In 1910 Styka painted a portrait of esteemed pianist and Polish statesman, Ignacy Jan Paderewski, which is now at the National Museum of Poland in Poznań. Previously, near the end of the 19th century, Paderewski had commissioned Styka to paint what would become his most famous work internationally. Originally entitled "Golgotha" (the Aramaic name for the site of Christ's crucifixion), the painting became known simply as The Crucifixion. This piece is an enormous panorama standing 195 ft long by 45 ft in height.

Upon its commission in 1894, Styka travelled to Jerusalem to prepare sketches, and to Rome, where his palette was blessed by Pope Leo XIII. The painting was unveiled in Warsaw to great success on June 22, 1897. It was shown in many of the great cities of Europe, before making its way to America, to join the 1904 St.
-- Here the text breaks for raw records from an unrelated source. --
//! Concrete provider adapters and the text helpers they share.

pub mod app_store;
pub mod apple_podcasts;
pub mod google_news;
pub mod google_play;
pub mod spotify;
pub mod youtube;

use std::sync::LazyLock;

use regex::Regex;
use reqwest::Url;
use serde_json::Value as JsonValue;

use crate::error::ScraperError;
use crate::provider::ProviderKind;

static META_TAG: LazyLock<Regex> = LazyLock::new(|| {
    Regex::new(r#"(?is)<meta\s+[^>]*>"#).expect("valid meta regex")
});

static ATTRIBUTE: LazyLock<Regex> = LazyLock::new(|| {
    Regex::new(r#"(?is)([a-z:_-]+)\s*=\s*("([^"]*)"|'([^']*)')"#)
        .expect("valid attribute regex")
});

static SCRIPT_OR_STYLE: LazyLock<Regex> = LazyLock::new(|| {
    Regex::new(r"(?is)<(script|style|noscript)[^>]*>.*?</(script|style|noscript)>")
        .expect("valid script regex")
});

static ISO_DURATION: LazyLock<Regex> = LazyLock::new(|| {
    Regex::new(r"^P(?:(\d+)D)?(?:T(?:(\d+)H)?(?:(\d+)M)?(?:(\d+)S)?)?$")
        .expect("valid duration regex")
});

/// Strips a JSONP callback wrapper such as `result({...});`.
///
/// Bodies that are already plain JSON are returned unchanged.
#[must_use]
pub fn strip_jsonp(body: &str) -> &str {
    let trimmed = body.trim();
    if trimmed.starts_with('{') || trimmed.starts_with('[') {
        return trimmed;
    }
    match (trimmed.find('('), trimmed.rfind(')')) {
        (Some(open), Some(close)) if open < close => trimmed[open + 1..close].trim(),
        _ => trimmed,
    }
}

/// Replaces line breaks with spaces and trims.
#[must_use]
pub fn clean_text(text: &str) -> String {
    text.replace(['\r', '\n'], " ").trim().to_string()
}

/// Applies [`clean_text`] to every string field of a JSON object.
pub(crate) fn clean_string_fields(fields: &mut serde_json::Map<String, JsonValue>) {
    for value in fields.values_mut() {
        if let JsonValue::String(s) = value {
            if s.contains(['\r', '\n']) {
                *s = clean_text(s);
            }
        }
    }
}

/// Strip HTML tags from a string, returning plain text.
#[must_use]
pub fn strip_html(html: &str) -> String {
    let without_code = SCRIPT_OR_STYLE.replace_all(html, " ");
    let mut result = String::with_capacity(without_code.len());
    let mut in_tag = false;
    for ch in without_code.chars() {
        match ch {
            '<' => in_tag = true,
            '>' => {
                in_tag = false;
                result.push(' ');
            }
            _ if !in_tag => result.push(ch),
            _ => {}
        }
    }
    result.split_whitespace().collect::<Vec<_>>().join(" ")
}

/// Content of the first `<meta>` whose `name` or `property` equals `key`.
#[must_use]
pub fn meta_content(html: &str, key: &str) -> Option<String> {
    META_TAG.find_iter(html).find_map(|tag| {
        let mut matched = false;
        let mut content = None;
        for caps in ATTRIBUTE.captures_iter(tag.as_str()) {
            let attr = caps.get(1).map_or("", |m| m.as_str()).to_ascii_lowercase();
            let value = caps
                .get(3)
                .or_else(|| caps.get(4))
                .map_or("", |m| m.as_str());
            match attr.as_str() {
                "name" | "property" if value.eq_ignore_ascii_case(key) => matched = true,
                "content" => content = Some(value.trim().to_string()),
                _ => {}
            }
        }
        if matched {
            content.filter(|c| !c.is_empty())
        } else {
            None
        }
    })
}

/// Converts an ISO-8601 duration (`PT1H2M3S`, `P1DT2H`) to seconds.
#[must_use]
pub fn iso8601_duration_secs(raw: &str) -> Option<i64> {
    let caps = ISO_DURATION.captures(raw.trim())?;
    let part = |i: usize| -> i64 {
        caps.get(i)
            .and_then(|m| m.as_str().parse::<i64>().ok())
            .unwrap_or(0)
    };
    Some(part(1) * 86_400 + part(2) * 3_600 + part(3) * 60 + part(4))
}

/// Replaces every `key` query parameter of `url` with a single `value`.
pub(crate) fn set_query_param(url: &mut Url, key: &str, value: &str) {
    let kept: Vec<(String, String)> = url
        .query_pairs()
        .filter(|(k, _)| k != key)
        .map(|(k, v)| (k.into_owned(), v.into_owned()))
        .collect();
    {
        let mut pairs = url.query_pairs_mut();
        pairs.clear();
        for (k, v) in &kept {
            pairs.append_pair(k, v);
        }
        pairs.append_pair(key, value);
    }
}

/// Reads a required identifier field from a raw item.
///
/// Numbers are accepted and rendered as strings.
pub(crate) fn required_id(
    provider: ProviderKind,
    item: &JsonValue,
    field: &str,
) -> Result<String, ScraperError> {
    match item.get(field) {
        Some(JsonValue::String(s)) if !s.trim().is_empty() => Ok(s.trim().to_string()),
        Some(JsonValue::Number(n)) => Ok(n.to_string()),
        _ => Err(ScraperError::Malformed {
            provider: provider.to_string(),
            reason: format!("item has no '{field}'"),
        }),
    }
}

/// Parses a counter that providers send either as a number or a string.
pub(crate) fn parse_count(raw: Option<&str>) -> JsonValue {
    raw.and_then(|s| s.trim().parse::<i64>().ok())
        .map_or(JsonValue::Null, JsonValue::from)
}
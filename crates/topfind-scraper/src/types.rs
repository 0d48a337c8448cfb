//! Provider response envelopes.
//!
//! Only the envelopes are typed. Individual results are kept as raw JSON
//! objects so `parse` can hand provider-native field names to the schema
//! normalizer untouched.
//!
//! ## Observed shapes
//!
//! ### iTunes Search / Lookup (`ios-store`, `apple-podcasts`)
//! `{"resultCount": n, "results": [...]}`. Software search is requested with
//! `callback=result`, so the body arrives wrapped as `result({...});` and the
//! wrapper must be stripped first. Lookup with `entity=podcastEpisode`
//! returns the show itself as the first result (`wrapperType: "track"`,
//! `kind: "podcast"`) followed by episodes (`wrapperType: "podcastEpisode"`).
//!
//! ### `SerpApi` Google Play (`android-store`)
//! Search results live in `organic_results[*].items[*]`, each carrying a
//! `product_id`. The next page is a full URL in `serpapi_pagination.next`.
//! Errors come back as `{"error": "..."}`, sometimes with HTTP 200; an
//! exhausted plan says "run out of searches".
//!
//! ### Spotify Web API (`spotify-podcasts`)
//! `episodes.items` may contain `null` entries for episodes unavailable in
//! the requested market. `episodes.next` is a full URL or `null`.
//!
//! ### `YouTube` Data API v3 (`video-platform`)
//! Counters in `statistics` are **strings** (`"1234"`), and any of them may
//! be absent when the owner hides them. `contentDetails.duration` is an
//! ISO-8601 duration (`PT1H2M3S`). Quota exhaustion is a 403 whose
//! `error.errors[*].reason` is `quotaExceeded`.

use serde::Deserialize;
use serde_json::Value as JsonValue;

#[derive(Debug, Deserialize)]
pub struct ItunesResponse {
    #[serde(default, rename = "resultCount")]
    pub result_count: usize,
    #[serde(default)]
    pub results: Vec<JsonValue>,
}

#[derive(Debug, Default, Deserialize)]
pub struct SerpApiSearchResponse {
    #[serde(default)]
    pub organic_results: Vec<SerpApiResultGroup>,
    pub serpapi_pagination: Option<SerpApiPagination>,
    pub error: Option<String>,
}

#[derive(Debug, Default, Deserialize)]
pub struct SerpApiResultGroup {
    #[serde(default)]
    pub items: Vec<JsonValue>,
}

#[derive(Debug, Deserialize)]
pub struct SerpApiPagination {
    pub next: Option<String>,
}

/// `engine=google_play_product` detail response.
#[derive(Debug, Default, Deserialize)]
pub struct SerpApiProductResponse {
    pub product_info: Option<SerpApiProductInfo>,
    pub about_this_app: Option<SerpApiAboutThisApp>,
    pub developer: Option<SerpApiDeveloper>,
    pub error: Option<String>,
}

#[derive(Debug, Default, Deserialize)]
pub struct SerpApiProductInfo {
    pub title: Option<String>,
    pub rating: Option<f64>,
    pub reviews: Option<i64>,
    pub downloads: Option<String>,
    pub content_rating: Option<SerpApiLabel>,
    #[serde(default)]
    pub offers: Vec<SerpApiLabel>,
    #[serde(default)]
    pub authors: Vec<SerpApiLabel>,
    #[serde(default)]
    pub extensions: Vec<String>,
}

#[derive(Debug, Default, Deserialize)]
pub struct SerpApiAboutThisApp {
    pub snippet: Option<String>,
    #[serde(default)]
    pub info: Vec<SerpApiInfoEntry>,
}

#[derive(Debug, Deserialize)]
pub struct SerpApiInfoEntry {
    pub name: String,
    pub value: Option<String>,
}

#[derive(Debug, Default, Deserialize)]
pub struct SerpApiDeveloper {
    pub website: Option<String>,
    pub privacy_policy: Option<String>,
}

/// A `{"text": ...}` or `{"name": ...}` label object.
#[derive(Debug, Default, Deserialize)]
pub struct SerpApiLabel {
    #[serde(alias = "name")]
    pub text: Option<String>,
}

#[derive(Debug, Deserialize)]
pub struct SpotifyToken {
    pub access_token: String,
    #[serde(default)]
    pub expires_in: u64,
}

#[derive(Debug, Deserialize)]
pub struct SpotifySearchResponse {
    pub episodes: SpotifyEpisodePage,
}

#[derive(Debug, Deserialize)]
pub struct SpotifyEpisodePage {
    #[serde(default)]
    pub items: Vec<Option<JsonValue>>,
    pub next: Option<String>,
}

#[derive(Debug, Deserialize)]
pub struct YouTubeSearchResponse {
    #[serde(default)]
    pub items: Vec<YouTubeSearchItem>,
    #[serde(rename = "nextPageToken")]
    pub next_page_token: Option<String>,
}

#[derive(Debug, Deserialize)]
pub struct YouTubeSearchItem {
    pub id: YouTubeVideoRef,
    #[serde(default)]
    pub snippet: JsonValue,
}

#[derive(Debug, Deserialize)]
pub struct YouTubeVideoRef {
    #[serde(rename = "videoId")]
    pub video_id: Option<String>,
}

#[derive(Debug, Deserialize)]
pub struct YouTubeListResponse<T> {
    #[serde(default = "Vec::new")]
    pub items: Vec<T>,
}

#[derive(Debug, Default, Deserialize)]
pub struct YouTubeVideo {
    #[serde(default)]
    pub snippet: YouTubeVideoSnippet,
    #[serde(default, rename = "contentDetails")]
    pub content_details: YouTubeContentDetails,
    #[serde(default)]
    pub statistics: YouTubeStatistics,
}

#[derive(Debug, Default, Deserialize)]
pub struct YouTubeVideoSnippet {
    pub description: Option<String>,
    #[serde(default)]
    pub tags: Vec<String>,
    #[serde(rename = "defaultAudioLanguage")]
    pub default_audio_language: Option<String>,
}

#[derive(Debug, Default, Deserialize)]
pub struct YouTubeContentDetails {
    pub duration: Option<String>,
    #[serde(rename = "licensedContent")]
    pub licensed_content: Option<bool>,
    pub caption: Option<String>,
}

#[derive(Debug, Default, Deserialize)]
pub struct YouTubeStatistics {
    #[serde(rename = "viewCount")]
    pub view_count: Option<String>,
    #[serde(rename = "likeCount")]
    pub like_count: Option<String>,
    #[serde(rename = "commentCount")]
    pub comment_count: Option<String>,
    #[serde(rename = "subscriberCount")]
    pub subscriber_count: Option<String>,
}

#[derive(Debug, Default, Deserialize)]
pub struct YouTubeChannel {
    #[serde(default)]
    pub statistics: YouTubeStatistics,
}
Louis Exposition.
The painting was seized when Styka's American partners failed to pay the customs taxes, and was considered lost for nearly forty years. In 1944 the painting was found, rolled around a telephone pole and badly damaged, having languished in the basement of the Chicago Civic Opera Company for decades.

Acquired by American businessman, Hubert Eaton, the painting was restored by Jan Styka's son, artist Adam Styka. It is on display in the Hall of the Crucifixion at Forest Lawn Memorial Park Cemetery in Glendale, California.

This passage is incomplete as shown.